Wenn der Fiffi digital bellt

Wer kennt das nicht: Einen Augenblick nicht auf den Gehweg geachtet, und schon ist es passiert, der Tritt in die verdauten Hinterlassenschaften von Hunden klebt am Schuh. Weit und breit kein Rasen oder Sonstwas, an dem man den braunen stinkenden Scheiß abstreifen könnte. Und weit und breit kein Besitzer des Vierbeiners, den man dafür anschreien könnte. 

Ein Übel – in jeder Stadt bekannt. Digitale Haustiere helfen, dieses und weitere tierische Probleme künftig in den Griff zu bekommen.

hier kein Scheiß bitte Foto: J. Zimmermann

Digitale Haustiere machen keinen Dreck im herkömmlichen Sinne, sie fressen kein Hundefutter oder Gras. Sie brauchen stattdessen eine Batterie oder ein Ladekabel. In den Ferien nimmt man sie entweder im Koffer mit oder stellt sie bis zur Rückkehr ins Regal und schaltet sie einfach auf „Standby“ oder aus. 

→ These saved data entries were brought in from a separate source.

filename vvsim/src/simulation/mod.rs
pub mod states;
pub mod params;
pub mod error;
pub mod forces;
pub mod integrator;
pub mod scenario;
pub mod diagnostics;
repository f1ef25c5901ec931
//! Numerical and physical parameters for the oscillator
//!
//! `Parameters` holds the runtime settings:
//! - spring constant `k` and mass `m`,
//! - integration step size `dt` and end time `t_end`
//!
//! `InitialConditions` holds the starting displacement and velocity

use super::error::SimError;

#[derive(Debug, Clone, Copy, PartialEq)]
pub struct Parameters {
    pub k: f64, // spring constant
    pub m: f64, // mass
    pub dt: f64, // step size
    pub t_end: f64, // total simulated time
}

impl Default for Parameters {
    fn default() -> Self {
        Self {
            k: 1.0,
            m: 1.0,
            dt: 0.01,
            t_end: 20.0,
        }
    }
}

impl Parameters {
    /// Check that every parameter is finite and strictly positive
    /// `m` and `dt` are divisors/step sizes, `k` and `t_end` must be positive for a bounded run
    pub fn validate(&self) -> Result<(), SimError> {
        let checks = [
            ("k", self.k),
            ("m", self.m),
            ("dt", self.dt),
            ("t_end", self.t_end),
        ];

        for (name, value) in checks {
            if !value.is_finite() {
                return Err(SimError::invalid(name, value, "must be finite"));
            }
            if value <= 0.0 {
                return Err(SimError::invalid(name, value, "must be greater than zero"));
            }
        }

        Ok(())
    }

    /// Number of samples N = floor(t_end / dt)
    /// The floor truncation is kept as is, the last sample can fall short of `t_end`
    pub fn steps(&self) -> Result<usize, SimError> {
        self.validate()?;

        let n = (self.t_end / self.dt).floor();
        if !n.is_finite() || n >= usize::MAX as f64 {
            return Err(SimError::SetupError(format!(
                "step count t_end/dt = {} / {} is not representable",
                self.t_end, self.dt
            )));
        }

        let n = n as usize;
        if n == 0 {
            return Err(SimError::SetupError(format!(
                "t_end = {} is shorter than one step dt = {}, no samples to produce",
                self.t_end, self.dt
            )));
        }

        Ok(n)
    }
}

#[derive(Debug, Clone, Copy, PartialEq)]
pub struct InitialConditions {
    pub x0: f64, // initial displacement
    pub v0: f64, // initial velocity
}

impl Default for InitialConditions {
    fn default() -> Self {
        Self { x0: 1.0, v0: 0.0 }
    }
}

impl InitialConditions {
    pub fn validate(&self) -> Result<(), SimError> {
        if !self.x0.is_finite() {
            return Err(SimError::invalid("x0", self.x0, "must be finite"));
        }
        if !self.v0.is_finite() {
            return Err(SimError::invalid("v0", self.v0, "must be finite"));
        }
        Ok(())
    }
}
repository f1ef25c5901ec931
//! Post-run summary of a trajectory
//!
//! Measures how well the run conserved energy and how far it drifted from
//! the closed-form solution of the oscillator.

use std::fmt;

use super::forces::Spring;
use super::params::InitialConditions;
use super::states::Trajectory;

#[derive(Debug, Clone, Copy, PartialEq)]
pub struct RunSummary {
    pub steps: usize, // number of samples
    pub t_last: f64, // time of the last sample
    pub e0: f64, // initial energy
    pub max_energy_drift: f64, // max |E_i - E_0| / E_0
    pub max_position_error: f64, // max |x_i - x(t_i)|
}

impl RunSummary {
    pub fn from_trajectory(traj: &Trajectory, spring: &Spring, init: &InitialConditions) -> Self {
        let e = traj.energy();
        let e0 = e.first().copied().unwrap_or(0.0);

        RunSummary {
            steps: traj.len(),
            t_last: traj.t().last().copied().unwrap_or(0.0),
            e0,
            max_energy_drift: max_energy_drift(e),
            max_position_error: max_position_error(traj, spring, init),
        }
    }
}

impl fmt::Display for RunSummary {
    fn fmt(&self, f: &mut fmt::Formatter<'_>) -> fmt::Result {
        write!(
            f,
            "steps = {}, t_last = {:.4}, E0 = {:.6}, max energy drift = {:.3e}, max position error = {:.3e}",
            self.steps, self.t_last, self.e0, self.max_energy_drift, self.max_position_error
        )
    }
}

/// Largest relative deviation of the energy from its first sample
/// Falls back to the absolute deviation when E_0 is zero (mass at rest at x = 0)
pub fn max_energy_drift(energy: &[f64]) -> f64 {
    let Some(&e0) = energy.first() else {
        return 0.0;
    };
    let scale = if e0.abs() > 0.0 { e0.abs() } else { 1.0 };

    energy
        .iter()
        .map(|e| (e - e0).abs() / scale)
        .fold(0.0, f64::max)
}

/// Largest absolute gap between the simulated and exact positions
pub fn max_position_error(traj: &Trajectory, spring: &Spring, init: &InitialConditions) -> f64 {
    traj.t()
        .iter()
        .zip(traj.x())
        .map(|(&t, &x)| (x - spring.analytic_position(init, t)).abs())
        .fold(0.0, f64::max)
}
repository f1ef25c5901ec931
//! Fixed-step velocity Verlet integration of the oscillator
//!
//! `verlet_step` advances a single `State` by `dt`; `simulate` validates the
//! parameters, allocates the `Trajectory` and applies the step N-1 times.

use tracing::{debug, info};

use super::error::SimError;
use super::forces::Spring;
use super::params::{InitialConditions, Parameters};
use super::states::{State, Trajectory};

/// Advance the oscillator by one velocity Verlet step
/// The new acceleration is evaluated at the updated position before the
/// velocity update is finished, which is what makes the scheme symplectic
pub fn verlet_step(prev: State, spring: &Spring, dt: f64) -> State {
    // x_n+1 = x_n + dt v_n + (1/2) dt^2 a_n
    let x = prev.x + prev.v * dt + 0.5 * prev.a * dt * dt;

    // a_n+1 from x_n+1
    let a_new = spring.acceleration(x);

    // v_n+1 = v_n + (dt/2) (a_n + a_n+1)
    let v = prev.v + 0.5 * (prev.a + a_new) * dt;

    State { x, v, a: a_new }
}

/// Run the whole simulation and return the filled time series
///
/// Fails before the loop starts with `InvalidParameter` for out of range
/// parameters, or `SetupError` when the step count is zero or the buffers
/// cannot be allocated.
pub fn simulate(params: &Parameters, init: &InitialConditions) -> Result<Trajectory, SimError> {
    params.validate()?;
    init.validate()?;
    let n = params.steps()?;

    info!(
        k = params.k,
        m = params.m,
        dt = params.dt,
        t_end = params.t_end,
        steps = n,
        "starting velocity Verlet run"
    );

    let spring = Spring::from_params(params);
    let dt = params.dt;
    let mut traj = Trajectory::with_capacity(n)?;

    // index 0: initial conditions, acceleration from Hooke's law
    let mut state = State {
        x: init.x0,
        v: init.v0,
        a: spring.acceleration(init.x0),
    };
    traj.push(0.0, state, spring.energy(state.x, state.v));

    for i in 1..n {
        state = verlet_step(state, &spring, dt);
        traj.push(i as f64 * dt, state, spring.energy(state.x, state.v));
    }

    debug!(samples = traj.len(), "run complete");

    Ok(traj)
}
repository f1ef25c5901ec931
pub mod simulation;
pub mod configuration;
pub mod visualization;
pub mod benchmark;

pub use simulation::states::{State, Trajectory};
pub use simulation::params::{Parameters, InitialConditions};
pub use simulation::error::SimError;
pub use simulation::forces::Spring;
pub use simulation::integrator::{simulate, verlet_step};
pub use simulation::diagnostics::RunSummary;
pub use simulation::scenario::Scenario;

pub use configuration::config::{ScenarioConfig, ParametersConfig, InitialConfig, PlotConfig};

pub use visualization::plot::{run_plot, PlotLayout, PlotSettings};

pub use benchmark::benchmark::{bench_step_sweep, SweepRow, SWEEP_DTS};
//! Core state types for the oscillator run
//!
//! - `State` is the phase-space point at a single instant
//! - `Trajectory` holds the five lockstep time series produced by a run

use super::error::SimError;

/// Position, velocity and acceleration at one instant
#[derive(Debug, Clone, Copy, PartialEq)]
pub struct State {
    pub x: f64, // position
    pub v: f64, // velocity
    pub a: f64, // acceleration
}

/// Time series of a finished run
///
/// All five sequences share the same length and index `i` always refers to
/// the same instant `t[i] = i * dt`. The buffers are allocated once and only
/// handed out as slices afterwards.
#[derive(Debug, Clone, PartialEq)]
pub struct Trajectory {
    t: Vec<f64>, // time
    x: Vec<f64>, // position
    v: Vec<f64>, // velocity
    a: Vec<f64>, // acceleration
    e: Vec<f64>, // total energy
}

impl Trajectory {
    /// Reserve exactly `n` slots in every sequence
    pub(crate) fn with_capacity(n: usize) -> Result<Self, SimError> {
        let alloc = |name: &str| -> Result<Vec<f64>, SimError> {
            let mut buf = Vec::new();
            buf.try_reserve_exact(n).map_err(|e| {
                SimError::SetupError(format!("cannot allocate {n} samples for `{name}`: {e}"))
            })?;
            Ok(buf)
        };

        Ok(Self {
            t: alloc("t")?,
            x: alloc("x")?,
            v: alloc("v")?,
            a: alloc("a")?,
            e: alloc("E")?,
        })
    }

    /// Append the sample for the next index
    pub(crate) fn push(&mut self, t: f64, state: State, energy: f64) {
        self.t.push(t);
        self.x.push(state.x);
        self.v.push(state.v);
        self.a.push(state.a);
        self.e.push(energy);
    }

    pub fn len(&self) -> usize {
        self.t.len()
    }

    pub fn is_empty(&self) -> bool {
        self.t.is_empty()
    }

    pub fn t(&self) -> &[f64] {
        &self.t
    }

    pub fn x(&self) -> &[f64] {
        &self.x
    }

    pub fn v(&self) -> &[f64] {
        &self.v
    }

    pub fn a(&self) -> &[f64] {
        &self.a
    }

    pub fn energy(&self) -> &[f64] {
        &self.e
    }

    /// State at index `i`, if in range
    pub fn state(&self, i: usize) -> Option<State> {
        Some(State {
            x: *self.x.get(i)?,
            v: *self.v.get(i)?,
            a: *self.a.get(i)?,
        })
    }
}
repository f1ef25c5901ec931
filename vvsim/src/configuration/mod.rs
pub mod config;
pub mod plot;
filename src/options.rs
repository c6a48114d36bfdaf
//! Stream configuration handed to the decoder at construction

use std::fmt;
use std::str::FromStr;
use std::time::Duration;

use serde::{Deserialize, Serialize};

use crate::error::ConfigError;
use crate::pipeline::BufferDomain;
use crate::uri::Uri;

/// Compressed video codecs the decoder can be configured for.
#[derive(Debug, Clone, Copy, PartialEq, Eq, Hash, Serialize, Deserialize)]
#[serde(rename_all = "lowercase")]
pub enum Codec {
    H264,
    H265,
    Vp8,
    Vp9,
    Mpeg2,
    Mpeg4,
}

impl Codec {
    pub fn as_str(self) -> &'static str {
        match self {
            Codec::H264 => "h264",
            Codec::H265 => "h265",
            Codec::Vp8 => "vp8",
            Codec::Vp9 => "vp9",
            Codec::Mpeg2 => "mpeg2",
            Codec::Mpeg4 => "mpeg4",
        }
    }

    /// RTP `encoding-name`, `None` for codecs without an RTP depayloader.
    pub fn rtp_encoding(self) -> Option<&'static str> {
        match self {
            Codec::H264 => Some("H264"),
            Codec::H265 => Some("H265"),
            Codec::Vp8 => Some("VP8"),
            Codec::Vp9 => Some("VP9"),
            Codec::Mpeg2 | Codec::Mpeg4 => None,
        }
    }
}

impl fmt::Display for Codec {
    fn fmt(&self, f: &mut fmt::Formatter<'_>) -> fmt::Result {
        f.write_str(self.as_str())
    }
}

impl FromStr for Codec {
    type Err = ConfigError;

    fn from_str(s: &str) -> Result<Self, Self::Err> {
        let codec = match s.to_ascii_lowercase().as_str() {
            "h264" | "avc" => Codec::H264,
            "h265" | "hevc" => Codec::H265,
            "vp8" => Codec::Vp8,
            "vp9" => Codec::Vp9,
            "mpeg2" => Codec::Mpeg2,
            "mpeg4" => Codec::Mpeg4,
            _ => return Err(ConfigError::UnsupportedCodec(s.to_string())),
        };
        Ok(codec)
    }
}

/// Flip/rotation applied while resampling.
///
/// Discriminants follow the `flip-method` numbering of the nvvidconv element.
#[derive(Debug, Clone, Copy, Default, PartialEq, Eq, Hash, Serialize, Deserialize)]
#[serde(rename_all = "kebab-case")]
pub enum FlipMethod {
    #[default]
    None = 0,
    CounterClockwise = 1,
    #[serde(rename = "rotate-180")]
    Rotate180 = 2,
    Clockwise = 3,
    Horizontal = 4,
    UpperRightDiagonal = 5,
    Vertical = 6,
    UpperLeftDiagonal = 7,
}

impl FlipMethod {
    /// Method name understood by `videoflip`.
    pub fn videoflip_name(self) -> &'static str {
        match self {
            FlipMethod::None => "none",
            FlipMethod::CounterClockwise => "counterclockwise",
            FlipMethod::Rotate180 => "rotate-180",
            FlipMethod::Clockwise => "clockwise",
            FlipMethod::Horizontal => "horizontal-flip",
            FlipMethod::UpperRightDiagonal => "upper-right-diagonal",
            FlipMethod::Vertical => "vertical-flip",
            FlipMethod::UpperLeftDiagonal => "upper-left-diagonal",
        }
    }
}

impl FromStr for FlipMethod {
    type Err = ConfigError;

    fn from_str(s: &str) -> Result<Self, Self::Err> {
        let flip = match s.to_ascii_lowercase().as_str() {
            "" | "none" => FlipMethod::None,
            "counterclockwise" | "rotate-90-ccw" => FlipMethod::CounterClockwise,
            "rotate-180" => FlipMethod::Rotate180,
            "clockwise" | "rotate-90-cw" => FlipMethod::Clockwise,
            "horizontal" | "horizontal-flip" => FlipMethod::Horizontal,
            "upper-right-diagonal" => FlipMethod::UpperRightDiagonal,
            "vertical" | "vertical-flip" => FlipMethod::Vertical,
            "upper-left-diagonal" => FlipMethod::UpperLeftDiagonal,
            _ => return Err(ConfigError::UnsupportedFlip(s.to_string())),
        };
        Ok(flip)
    }
}

/// Immutable per-stream configuration.
#[derive(Debug, Clone)]
pub struct DecoderOptions {
    pub resource: Uri,
    pub codec: Codec,
    /// Output width, 0 keeps the stream's own geometry
    pub width: u32,
    /// Output height, 0 keeps the stream's own geometry
    pub height: u32,
    pub flip: FlipMethod,
    pub num_buffers: usize,
    /// Share backend memory with the raw ring instead of copying
    pub zero_copy: bool,
    /// Pause between starting the backend and the second status poll
    pub open_settle: Duration,
    /// Pause between stopping the backend and draining its status channel
    pub close_settle: Duration,
}

impl DecoderOptions {
    pub const DEFAULT_NUM_BUFFERS: usize = 4;

    pub fn new(resource: Uri, codec: Codec) -> Self {
        Self {
            resource,
            codec,
            width: 0,
            height: 0,
            flip: FlipMethod::None,
            num_buffers: Self::DEFAULT_NUM_BUFFERS,
            zero_copy: true,
            open_settle: Duration::from_millis(100),
            close_settle: Duration::from_millis(250),
        }
    }

    /// Parse `resource` and `codec` strings.
    pub fn parse(resource: &str, codec: &str) -> Result<Self, ConfigError> {
        Ok(Self::new(Uri::parse(resource)?, codec.parse()?))
    }

    pub fn with_size(mut self, width: u32, height: u32) -> Self {
        self.width = width;
        self.height = height;
        self
    }

    pub fn with_flip(mut self, flip: FlipMethod) -> Self {
        self.flip = flip;
        self
    }

    pub fn with_buffers(mut self, num_buffers: usize) -> Self {
        self.num_buffers = num_buffers;
        self
    }

    pub fn with_zero_copy(mut self, zero_copy: bool) -> Self {
        self.zero_copy = zero_copy;
        self
    }

    pub fn with_settle(mut self, open: Duration, close: Duration) -> Self {
        self.open_settle = open;
        self.close_settle = close;
        self
    }

    /// Whether the backend should resample to a fixed geometry.
    pub fn has_target_size(&self) -> bool {
        self.width != 0 && self.height != 0
    }

    pub fn buffer_domain(&self) -> BufferDomain {
        if self.zero_copy {
            BufferDomain::Shared
        } else {
            BufferDomain::Host
        }
    }
}
//! Frame buffering between the decode backend and the capture handler

pub mod description;
pub mod pool;
pub mod ringbuf;

pub use description::{PipelineDescription, Stage, StageKind};
pub use pool::OutputPool;
pub use ringbuf::{RawFrame, RingBuffer, RingReader, RingStats, RingWriter};

/// Where slot memory lives and who owns it.
#[derive(Debug, Clone, Copy, PartialEq, Eq, Hash)]
pub enum BufferDomain {
    /// Slots are allocated and owned by the pool; frames are copied in.
    Host,
    /// Slots may reference memory still owned by the backend (no copy).
    /// The backend's buffer stays alive until the consumer releases the slot.
    Shared,
}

Einer dieser intelligenten Roboter-Hunde mit LED-Augen und Stimmerkennung ist blau und weiß: Er reagiert mit passenden Geräuschen und Bewegungen auf Anweisungen wie „Sitz“ oder „Gib Pfötchen“. Mit dem knochenförmigen Befehlschip programmiert man seinen Namen – und das Tierding reagiert darauf. Der smarte Vierbeiner lernt über den Chip die Stimme seines Herrchens zu erkennen. Die passende App erlaubt die Überwachung seiner Entwicklung: Wachstum, Fitness, Zufriedenheit. Je mehr man sich ihm widmet und mit ihm spielt, desto mehr lernt er. Bekannt ist das Prinzip von „Tamagotchis“. Dass der Hund auch laufen und weglaufen kann, wird fast zur Nebensache.

Ähnliches existiert in Form einer Null-und-Eins-Plastik-Katze, nur eben ausgestattet mit ihren typischen Eigenheiten: Schnurren statt Bellen, Miauen statt Knurren. Auch sie reagiert auf Knopfdruck, ist digital programmiert und steuerbar. Lieferbar ist sie in pink.

Skurril wird es beim Kleinpferd, Pony genannt. Es ist eher unüblich im urbanen Raum ein Pferd zu halten. Digital geht das: Die Minicomputer sind an ihre Zielgruppe angepasst, meist rosa mit weißer Mähne. Anstelle von Hufen laufen sie auf riesigen Rollen, können Kindern folgen, sie tanzen und wiehern, wenn sie mit einem Apfel gefüttert werden möchten. Vorsicht nur, denn die Tiere können zwar nicht beißen, kratzen oder mit den Hufen schlagen – sie sammeln Daten ihrer Nutzer, die zurück zum Hersteller wandern. Was der damit anstellen kann, da kennt die Phantasie keine Grenzen. Eine tierische Nebenwirkung, gegen die bisher kein Pulver wirkt.

Die Knappheit von Natur und Auslaufmöglichkeiten in den Städten erzeugen den Markt für digitale Haustiere, weil der Mensch gerne einen Gefährten an seiner Seite weiß. Gleichzeitig wären damit die ewigen Probleme mit Hundescheiße, tragbaren Beuteln und Spendern für eben diese im öffentlichen Raum erledigt. Hundesteuer wandert als Anekdote ins Geschichtsbuch und Katzen brauchten auch nicht mehr durch eine städtische Satzung begründet sterilisiert zu werden, weil sie als Streuner ungewollt für zu viele Nachkommen sorgen. Tierheime wären entlastet und ständen nicht sommerjährlich vor der großen Frage, wie die ausgesetzten echten Tiere mit Würde aufgenommen werden könnten. Von Haltern, denen sie wirklich etwas bedeuten.

Für den Rest der digitalen Säugetiere gilt: Einfach Batterie raus oder Stecker ziehen. Und wenn das Tierding mal ganz seinen Geist aufgegeben hat – könnte man über die Einrichtung eines kommunalen Schreins wie in Japan nachdenken, der die smarten Vierbeiner-Seelen aufnimmt, daran hätten dann sogar noch Stadtplaner ihren Spaß.